Given that extra-cranial malignant rhabdoid tumors (MRT) also cluster with ATRT’s as alluded to in several studies,^5,11 we investigated whether AClass would also be applicable to stratify MRT. We collected 14 MRTs from various body locations including kidneys and other soft tissues. Out of the 14 MRTs, 3 samples did not pass the quality threshold and were removed from the analysis. Using AClass with pretrained ATRT models, all 11 MRTs were classified as MYC. Unsupervised MDS analysis of the ATRT training samples and MRT were also performed, and results corroborated with the classifier prediction (Figure 3D).

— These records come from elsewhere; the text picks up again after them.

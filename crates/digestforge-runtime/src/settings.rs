//! Read settings for file and stream inputs.
//!
//! Generated file and stream operations take a [`ReadSettings`] explicitly.
//! The public wrappers obtain it from [`ReadSettings::current`], which
//! honours a per-thread override installed with [`ReadSettings::scope`].
//! An override lives for the dynamic extent of one closure and is never
//! visible to other threads.

use std::cell::Cell;

use serde::{Deserialize, Serialize};

use crate::SettingsError;

/// Default chunk size, in bytes, used when reading files and streams.
pub const DEFAULT_BUFFER_SIZE: usize = 2048;

thread_local! {
    static SCOPED: Cell<Option<ReadSettings>> = const { Cell::new(None) };
}

/// Settings applied when a generated function reads a file or stream.
#[derive(Debug, Clone, Copy, PartialEq, Eq, Serialize, Deserialize)]
#[serde(try_from = "RawReadSettings", into = "RawReadSettings")]
pub struct ReadSettings {
    buffer_size: usize,
}

impl ReadSettings {
    /// Creates settings with the given chunk size.
    pub fn with_buffer_size(buffer_size: usize) -> Result<Self, SettingsError> {
        if buffer_size == 0 {
            return Err(SettingsError::ZeroBufferSize);
        }
        Ok(Self { buffer_size })
    }

    /// Chunk size in bytes.
    pub fn buffer_size(&self) -> usize {
        self.buffer_size
    }

    /// Returns the innermost scoped override on this thread, or the default.
    pub fn current() -> Self {
        SCOPED.with(Cell::get).unwrap_or_default()
    }

    /// Runs `f` with `self` as the current settings on this thread.
    ///
    /// The previous value is restored when `f` returns or unwinds.
    pub fn scope<R>(self, f: impl FnOnce() -> R) -> R {
        let previous = SCOPED.with(|cell| cell.replace(Some(self)));
        let _restore = Restore(previous);
        f()
    }
}

impl Default for ReadSettings {
    fn default() -> Self {
        Self {
            buffer_size: DEFAULT_BUFFER_SIZE,
        }
    }
}

struct Restore(Option<ReadSettings>);

impl Drop for Restore {
    fn drop(&mut self) {
        let previous = self.0.take();
        SCOPED.with(|cell| cell.set(previous));
    }
}

#[derive(Serialize, Deserialize)]
struct RawReadSettings {
    #[serde(default = "default_buffer_size")]
    buffer_size: usize,
}

fn default_buffer_size() -> usize {
    DEFAULT_BUFFER_SIZE
}

impl TryFrom<RawReadSettings> for ReadSettings {
    type Error = SettingsError;

    fn try_from(raw: RawReadSettings) -> Result<Self, Self::Error> {
        Self::with_buffer_size(raw.buffer_size)
    }
}

impl From<ReadSettings> for RawReadSettings {
    fn from(settings: ReadSettings) -> Self {
        Self {
            buffer_size: settings.buffer_size,
        }
    }
}

#[cfg(test)]
mod tests {
    use super::*;

    #[test]
    fn default_is_2048() {
        assert_eq!(ReadSettings::default().buffer_size(), 2048);
        assert_eq!(ReadSettings::current(), ReadSettings::default());
    }

    #[test]
    fn zero_buffer_rejected() {
        assert_eq!(
            ReadSettings::with_buffer_size(0),
            Err(SettingsError::ZeroBufferSize)
        );
    }

    #[test]
    fn scope_nests_and_restores() {
        let outer = ReadSettings::with_buffer_size(64).unwrap();
        let inner = ReadSettings::with_buffer_size(7).unwrap();

        outer.scope(|| {
            assert_eq!(ReadSettings::current().buffer_size(), 64);
            inner.scope(|| assert_eq!(ReadSettings::current().buffer_size(), 7));
            assert_eq!(ReadSettings::current().buffer_size(), 64);
        });
        assert_eq!(ReadSettings::current(), ReadSettings::default());
    }

    #[test]
    fn scope_restores_after_panic() {
        let settings = ReadSettings::with_buffer_size(16).unwrap();
        let result = std::panic::catch_unwind(|| settings.scope(|| panic!("boom")));
        assert!(result.is_err());
        assert_eq!(ReadSettings::current(), ReadSettings::default());
    }

    #[test]
    fn scope_is_thread_local() {
        let settings = ReadSettings::with_buffer_size(99).unwrap();
        settings.scope(|| {
            let seen = std::thread::spawn(ReadSettings::current).join().unwrap();
            assert_eq!(seen, ReadSettings::default());
        });
    }

    #[test]
    fn deserialize_validates() {
        let parsed: ReadSettings = serde_json::from_str(r#"{"buffer_size": 4096}"#).unwrap();
        assert_eq!(parsed.buffer_size(), 4096);

        let defaulted: ReadSettings = serde_json::from_str("{}").unwrap();
        assert_eq!(defaulted, ReadSettings::default());

        assert!(serde_json::from_str::<ReadSettings>(r#"{"buffer_size": 0}"#).is_err());
    }
}
//! Chunked stream reading.

use std::fs::File;
use std::io::{self, Read};
use std::path::Path;

use crate::ReadSettings;

/// A readable source handed to stream templates.
///
/// Reads happen in chunks of the configured buffer size. The stream borrows
/// its reader, so whoever opened the reader still owns (and closes) it.
pub struct Stream<'a> {
    reader: &'a mut dyn Read,
    buffer_size: usize,
}

impl<'a> Stream<'a> {
    /// Wraps `reader`, reading `settings.buffer_size()` bytes at a time.
    pub fn new(reader: &'a mut dyn Read, settings: &ReadSettings) -> Self {
        Self {
            reader,
            buffer_size: settings.buffer_size(),
        }
    }

    /// Feeds every chunk to `f` until end of input.
    ///
    /// Returns the total number of bytes read. Interrupted reads are retried;
    /// any other error is returned as-is.
    pub fn for_each_chunk(&mut self, mut f: impl FnMut(&[u8])) -> io::Result<u64> {
        let mut buf = vec![0u8; self.buffer_size];
        let mut total = 0u64;
        loop {
            let n = match self.reader.read(&mut buf) {
                Ok(0) => return Ok(total),
                Ok(n) => n,
                Err(e) if e.kind() == io::ErrorKind::Interrupted => continue,
                Err(e) => return Err(e),
            };
            f(&buf[..n]);
            total += n as u64;
        }
    }

    /// Reads the remainder of the stream into memory.
    pub fn read_to_vec(&mut self) -> io::Result<Vec<u8>> {
        let mut out = Vec::new();
        self.for_each_chunk(|chunk| out.extend_from_slice(chunk))?;
        Ok(out)
    }
}

/// Opens `path` for reading.
///
/// The returned handle closes when dropped, so callers that keep it in a
/// local binding release it on every exit path.
pub fn open_file(path: &Path) -> io::Result<File> {
    tracing::trace!(path = %path.display(), "opening digest input");
    File::open(path)
}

Details of each of the MRT samples and the classification results can be found in Supplementary Table 2. Together, our aggregate data suggests that the AClass NanoString classifier would also be suitable for both ATRT and MRT molecular subgroup stratification.

Comparison of CodeSet30 and Other ATRT Biomarkers

Recently, Leruste et al. have published a custom 26 genes NanoString panel (Leruste26) for tumor subgrouping of 45 FFPE ATRTs using an unsupervised clustering method and compared against subgroups labels from the RNASeq dataset.⁹ The 26 most discriminant genes were selected from a published Affymetrix Ul33 plus2 (affy) gene expression dataset consisting of 92 published samples. Comparison between CodeSet30 and Leruste26 revealed minimal overlap between the signature gene panels with only 6 genes overlapping: 2 in SHH, 4 in TYR, and none in the MYC subgroup (Supplementary Table 3).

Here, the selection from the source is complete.